● Task directions
Each record should be retyped word for word.

━━━

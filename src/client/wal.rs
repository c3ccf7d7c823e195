use crate::api::Entry;
use crate::client::consumer::ClientConsumer;
use crate::client::dispatcher::DispatchSettings;
use crate::client::replay::replay_all;
use crate::client::sender::SendBatch;
use crate::client::tenant::EntryProcessor;
use crate::config::types::WalConfig;
use crate::wal::{tenant_dir_name, Stoppable, Wal, WalError, WalWatcher};
use std::collections::HashMap;
use std::path::PathBuf;
use std::sync::{Arc, Mutex, PoisonError};
use tokio::sync::mpsc;
use tokio::time::MissedTickBehavior;
use tracing::{debug, info, warn};

/// Tenant WALs shared between the writer task and `Client::sync`
pub type SharedWals = Arc<Mutex<HashMap<String, Wal>>>;

/// One WAL plus watcher per tenant, created on first use.
pub struct WalSet {
    client_dir: PathBuf,
    config: WalConfig,
    batch_size: usize,
    max_streams: usize,
    wals: SharedWals,
    watchers: HashMap<String, WalWatcher>,
    sender: Arc<dyn SendBatch>,
    /// Entries that could not be written go straight to the dispatcher
    fallback: Option<mpsc::Sender<Entry>>,
}

impl WalSet {
    pub fn new(
        client_dir: PathBuf,
        config: WalConfig,
        batch_size: usize,
        max_streams: usize,
        sender: Arc<dyn SendBatch>,
        fallback: mpsc::Sender<Entry>,
    ) -> Self {
        Self {
            client_dir,
            config,
            batch_size,
            max_streams,
            wals: Arc::new(Mutex::new(HashMap::new())),
            watchers: HashMap::new(),
            sender,
            fallback: Some(fallback),
        }
    }

    pub fn shared(&self) -> SharedWals {
        self.wals.clone()
    }

    pub fn client_dir(&self) -> &PathBuf {
        &self.client_dir
    }

    /// Append to the tenant's WAL, or forward the entry undurably when that
    /// is impossible.
    pub async fn log_entry(&mut self, tenant: &str, entry: Entry) {
        let written = self
            .wal_for(tenant)
            .and_then(|wal| wal.log_entry(&entry));
        let Err(e) = written else {
            return;
        };

        warn!(tenant = %tenant, error = %e, "Failed to write entry to WAL, sending without it");
        if let Some(fallback) = &self.fallback {
            if fallback.send(entry).await.is_err() {
                warn!(tenant = %tenant, "Dispatcher is gone, dropping entry");
            }
        }
    }

    fn wal_for(&mut self, tenant: &str) -> Result<Wal, WalError> {
        if let Some(wal) = self.lock().get(tenant) {
            return Ok(wal.clone());
        }

        let dir_name =
            tenant_dir_name(tenant).ok_or_else(|| WalError::UnsafeTenant(tenant.to_string()))?;
        let wal = Wal::open(self.client_dir.join(dir_name), self.config.max_segment_size)?;

        let consumer = ClientConsumer::new(
            tenant.to_string(),
            self.batch_size,
            self.max_streams,
            self.sender.clone(),
            Arc::new(wal.clone()),
        );
        let watcher = WalWatcher::start(
            wal.dir().to_path_buf(),
            wal.head_segment(),
            self.config.watcher.poll_interval,
            consumer,
        );

        self.watchers.insert(tenant.to_string(), watcher);
        self.lock().insert(tenant.to_string(), wal.clone());
        debug!(tenant = %tenant, dir = %wal.dir().display(), "Created tenant WAL");
        Ok(wal)
    }

    /// Cut every head segment holding data older than `age`
    pub fn cut_aged(&self, age: std::time::Duration) {
        for (tenant, wal) in self.lock().iter() {
            if let Err(e) = wal.cut_if_older(age) {
                warn!(tenant = %tenant, error = %e, "Failed to cut WAL segment");
            }
        }
    }

    /// Close all WALs, drain their watchers and release the dispatcher.
    pub async fn stop(mut self) {
        let wals: Vec<(String, Wal)> = self.lock().drain().collect();
        for (tenant, wal) in &wals {
            if let Err(e) = wal.close() {
                warn!(tenant = %tenant, error = %e, "Failed to close WAL");
            }
        }
        for (_, watcher) in self.watchers.drain() {
            watcher.stop().await;
        }
        self.fallback = None;
        info!(dir = %self.client_dir.display(), tenants = wals.len(), "WAL set stopped");
    }

    fn lock(&self) -> std::sync::MutexGuard<'_, HashMap<String, Wal>> {
        self.wals.lock().unwrap_or_else(PoisonError::into_inner)
    }
}

/// Writer task: replays what a previous run left behind, then appends live
/// entries until the input closes.
pub async fn run_wal_writer(
    mut input: mpsc::Receiver<Entry>,
    mut wals: WalSet,
    tenants: EntryProcessor,
    settings: DispatchSettings,
) {
    replay_all(
        wals.client_dir(),
        wals.sender.as_ref(),
        settings.batch_size,
        settings.max_streams,
    )
    .await;

    let mut ticker = tokio::time::interval(settings.tick_interval());
    ticker.set_missed_tick_behavior(MissedTickBehavior::Delay);

    loop {
        tokio::select! {
            result = input.recv() => {
                let Some(entry) = result else {
                    break;
                };
                let tenant = tenants.tenant_of(&entry);
                wals.log_entry(&tenant, entry).await;
            }
            _ = ticker.tick() => wals.cut_aged(settings.batch_wait),
        }
    }

    wals.stop().await;
}
pub mod submission_service;
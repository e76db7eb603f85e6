use std::str::FromStr;

use indexmap::IndexMap;
use serde::Deserialize;
use serde_json::Value;

use super::user_type::UserType;

pub const USER_TYPE_FIELD: &str = "userType";

/// Fields with a dedicated column, in the order they are written after the timestamp.
pub const FIXED_FIELDS: [&str; 8] = [
    "name",
    "email",
    "phoneNumber",
    "propertyType",
    "location",
    "bedrooms",
    "timeline",
    "budget",
];

/// Raw form payload. Keys keep the order they had in the request body.
#[derive(Debug, Clone, Default, PartialEq, Deserialize)]
#[serde(transparent)]
pub struct FormSubmission(IndexMap<String, Value>);

impl FormSubmission {
    /// Fails only on malformed JSON. A body that is valid JSON but not an object
    /// carries no fields, so it surfaces later as a missing `userType`.
    pub fn from_json(body: &[u8]) -> Result<Self, serde_json::Error> {
        match serde_json::from_slice::<Value>(body)? {
            Value::Object(fields) => Ok(fields.into_iter().collect()),
            _ => Ok(FormSubmission::default()),
        }
    }

    pub fn get(&self, field: &str) -> Option<&Value> {
        self.0.get(field)
    }

    /// `None` when the discriminator is absent, not a string, or not one of the legal values.
    pub fn user_type(&self) -> Option<UserType> {
        self.get(USER_TYPE_FIELD)
            .and_then(Value::as_str)
            .and_then(|raw| UserType::from_str(raw).ok())
    }

    /// Every field that is neither the discriminator nor a fixed field, in submission order.
    pub fn extra_fields(&self) -> impl Iterator<Item = (&str, &Value)> {
        self.0
            .iter()
            .filter(|(key, _)| !is_reserved(key))
            .map(|(key, value)| (key.as_str(), value))
    }

    pub fn len(&self) -> usize {
        self.0.len()
    }

    pub fn is_empty(&self) -> bool {
        self.0.is_empty()
    }
}

impl FromIterator<(String, Value)> for FormSubmission {
    fn from_iter<I: IntoIterator<Item = (String, Value)>>(iter: I) -> Self {
        FormSubmission(iter.into_iter().collect())
    }
}

fn is_reserved(key: &str) -> bool {
    key == USER_TYPE_FIELD || FIXED_FIELDS.contains(&key)
}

━━━

● Solution below
filename src/client/wal.rs
repository c3ccf7d7c823e195
use crate::api::Entry;
use crate::client::consumer::ClientConsumer;
use crate::client::dispatcher::DispatchSettings;
use crate::client::replay::replay_all;
use crate::client::sender::SendBatch;
use crate::client::tenant::EntryProcessor;
use crate::config::types::WalConfig;
use crate::wal::{tenant_dir_name, Stoppable, Wal, WalError, WalWatcher};
use std::collections::HashMap;
use std::path::PathBuf;
use std::sync::{Arc, Mutex, PoisonError};
use tokio::sync::mpsc;
use tokio::time::MissedTickBehavior;
use tracing::{debug, info, warn};

/// Tenant WALs shared between the writer task and `Client::sync`
pub type SharedWals = Arc<Mutex<HashMap<String, Wal>>>;

/// One WAL plus watcher per tenant, created on first use.
pub struct WalSet {
    client_dir: PathBuf,
    config: WalConfig,
    batch_size: usize,
    max_streams: usize,
    wals: SharedWals,
    watchers: HashMap<String, WalWatcher>,
    sender: Arc<dyn SendBatch>,
    /// Entries that could not be written go straight to the dispatcher
    fallback: Option<mpsc::Sender<Entry>>,
}

impl WalSet {
    pub fn new(
        client_dir: PathBuf,
        config: WalConfig,
        batch_size: usize,
        max_streams: usize,
        sender: Arc<dyn SendBatch>,
        fallback: mpsc::Sender<Entry>,
    ) -> Self {
        Self {
            client_dir,
            config,
            batch_size,
            max_streams,
            wals: Arc::new(Mutex::new(HashMap::new())),
            watchers: HashMap::new(),
            sender,
            fallback: Some(fallback),
        }
    }

    pub fn shared(&self) -> SharedWals {
        self.wals.clone()
    }

    pub fn client_dir(&self) -> &PathBuf {
        &self.client_dir
    }

    /// Append to the tenant's WAL, or forward the entry undurably when that
    /// is impossible.
    pub async fn log_entry(&mut self, tenant: &str, entry: Entry) {
        let written = self
            .wal_for(tenant)
            .and_then(|wal| wal.log_entry(&entry));
        let Err(e) = written else {
            return;
        };

        warn!(tenant = %tenant, error = %e, "Failed to write entry to WAL, sending without it");
        if let Some(fallback) = &self.fallback {
            if fallback.send(entry).await.is_err() {
                warn!(tenant = %tenant, "Dispatcher is gone, dropping entry");
            }
        }
    }

    fn wal_for(&mut self, tenant: &str) -> Result<Wal, WalError> {
        if let Some(wal) = self.lock().get(tenant) {
            return Ok(wal.clone());
        }

        let dir_name =
            tenant_dir_name(tenant).ok_or_else(|| WalError::UnsafeTenant(tenant.to_string()))?;
        let wal = Wal::open(self.client_dir.join(dir_name), self.config.max_segment_size)?;

        let consumer = ClientConsumer::new(
            tenant.to_string(),
            self.batch_size,
            self.max_streams,
            self.sender.clone(),
            Arc::new(wal.clone()),
        );
        let watcher = WalWatcher::start(
            wal.dir().to_path_buf(),
            wal.head_segment(),
            self.config.watcher.poll_interval,
            consumer,
        );

        self.watchers.insert(tenant.to_string(), watcher);
        self.lock().insert(tenant.to_string(), wal.clone());
        debug!(tenant = %tenant, dir = %wal.dir().display(), "Created tenant WAL");
        Ok(wal)
    }

    /// Cut every head segment holding data older than `age`
    pub fn cut_aged(&self, age: std::time::Duration) {
        for (tenant, wal) in self.lock().iter() {
            if let Err(e) = wal.cut_if_older(age) {
                warn!(tenant = %tenant, error = %e, "Failed to cut WAL segment");
            }
        }
    }

    /// Close all WALs, drain their watchers and release the dispatcher.
    pub async fn stop(mut self) {
        let wals: Vec<(String, Wal)> = self.lock().drain().collect();
        for (tenant, wal) in &wals {
            if let Err(e) = wal.close() {
                warn!(tenant = %tenant, error = %e, "Failed to close WAL");
            }
        }
        for (_, watcher) in self.watchers.drain() {
            watcher.stop().await;
        }
        self.fallback = None;
        info!(dir = %self.client_dir.display(), tenants = wals.len(), "WAL set stopped");
    }

    fn lock(&self) -> std::sync::MutexGuard<'_, HashMap<String, Wal>> {
        self.wals.lock().unwrap_or_else(PoisonError::into_inner)
    }
}

/// Writer task: replays what a previous run left behind, then appends live
/// entries until the input closes.
pub async fn run_wal_writer(
    mut input: mpsc::Receiver<Entry>,
    mut wals: WalSet,
    tenants: EntryProcessor,
    settings: DispatchSettings,
) {
    replay_all(
        wals.client_dir(),
        wals.sender.as_ref(),
        settings.batch_size,
        settings.max_streams,
    )
    .await;

    let mut ticker = tokio::time::interval(settings.tick_interval());
    ticker.set_missed_tick_behavior(MissedTickBehavior::Delay);

    loop {
        tokio::select! {
            result = input.recv() => {
                let Some(entry) = result else {
                    break;
                };
                let tenant = tenants.tenant_of(&entry);
                wals.log_entry(&tenant, entry).await;
            }
            _ = ticker.tick() => wals.cut_aged(settings.batch_wait),
        }
    }

    wals.stop().await;
}
pub mod submission_service;
repository e76db7eb603f85e6
use std::str::FromStr;

use indexmap::IndexMap;
use serde::Deserialize;
use serde_json::Value;

use super::user_type::UserType;

pub const USER_TYPE_FIELD: &str = "userType";

/// Fields with a dedicated column, in the order they are written after the timestamp.
pub const FIXED_FIELDS: [&str; 8] = [
    "name",
    "email",
    "phoneNumber",
    "propertyType",
    "location",
    "bedrooms",
    "timeline",
    "budget",
];

/// Raw form payload. Keys keep the order they had in the request body.
#[derive(Debug, Clone, Default, PartialEq, Deserialize)]
#[serde(transparent)]
pub struct FormSubmission(IndexMap<String, Value>);

impl FormSubmission {
    /// Fails only on malformed JSON. A body that is valid JSON but not an object
    /// carries no fields, so it surfaces later as a missing `userType`.
    pub fn from_json(body: &[u8]) -> Result<Self, serde_json::Error> {
        match serde_json::from_slice::<Value>(body)? {
            Value::Object(fields) => Ok(fields.into_iter().collect()),
            _ => Ok(FormSubmission::default()),
        }
    }

    pub fn get(&self, field: &str) -> Option<&Value> {
        self.0.get(field)
    }

    /// `None` when the discriminator is absent, not a string, or not one of the legal values.
    pub fn user_type(&self) -> Option<UserType> {
        self.get(USER_TYPE_FIELD)
            .and_then(Value::as_str)
            .and_then(|raw| UserType::from_str(raw).ok())
    }

    /// Every field that is neither the discriminator nor a fixed field, in submission order.
    pub fn extra_fields(&self) -> impl Iterator<Item = (&str, &Value)> {
        self.0
            .iter()
            .filter(|(key, _)| !is_reserved(key))
            .map(|(key, value)| (key.as_str(), value))
    }

    pub fn len(&self) -> usize {
        self.0.len()
    }

    pub fn is_empty(&self) -> bool {
        self.0.is_empty()
    }
}

impl FromIterator<(String, Value)> for FormSubmission {
    fn from_iter<I: IntoIterator<Item = (String, Value)>>(iter: I) -> Self {
        FormSubmission(iter.into_iter().collect())
    }
}

fn is_reserved(key: &str) -> bool {
    key == USER_TYPE_FIELD || FIXED_FIELDS.contains(&key)
}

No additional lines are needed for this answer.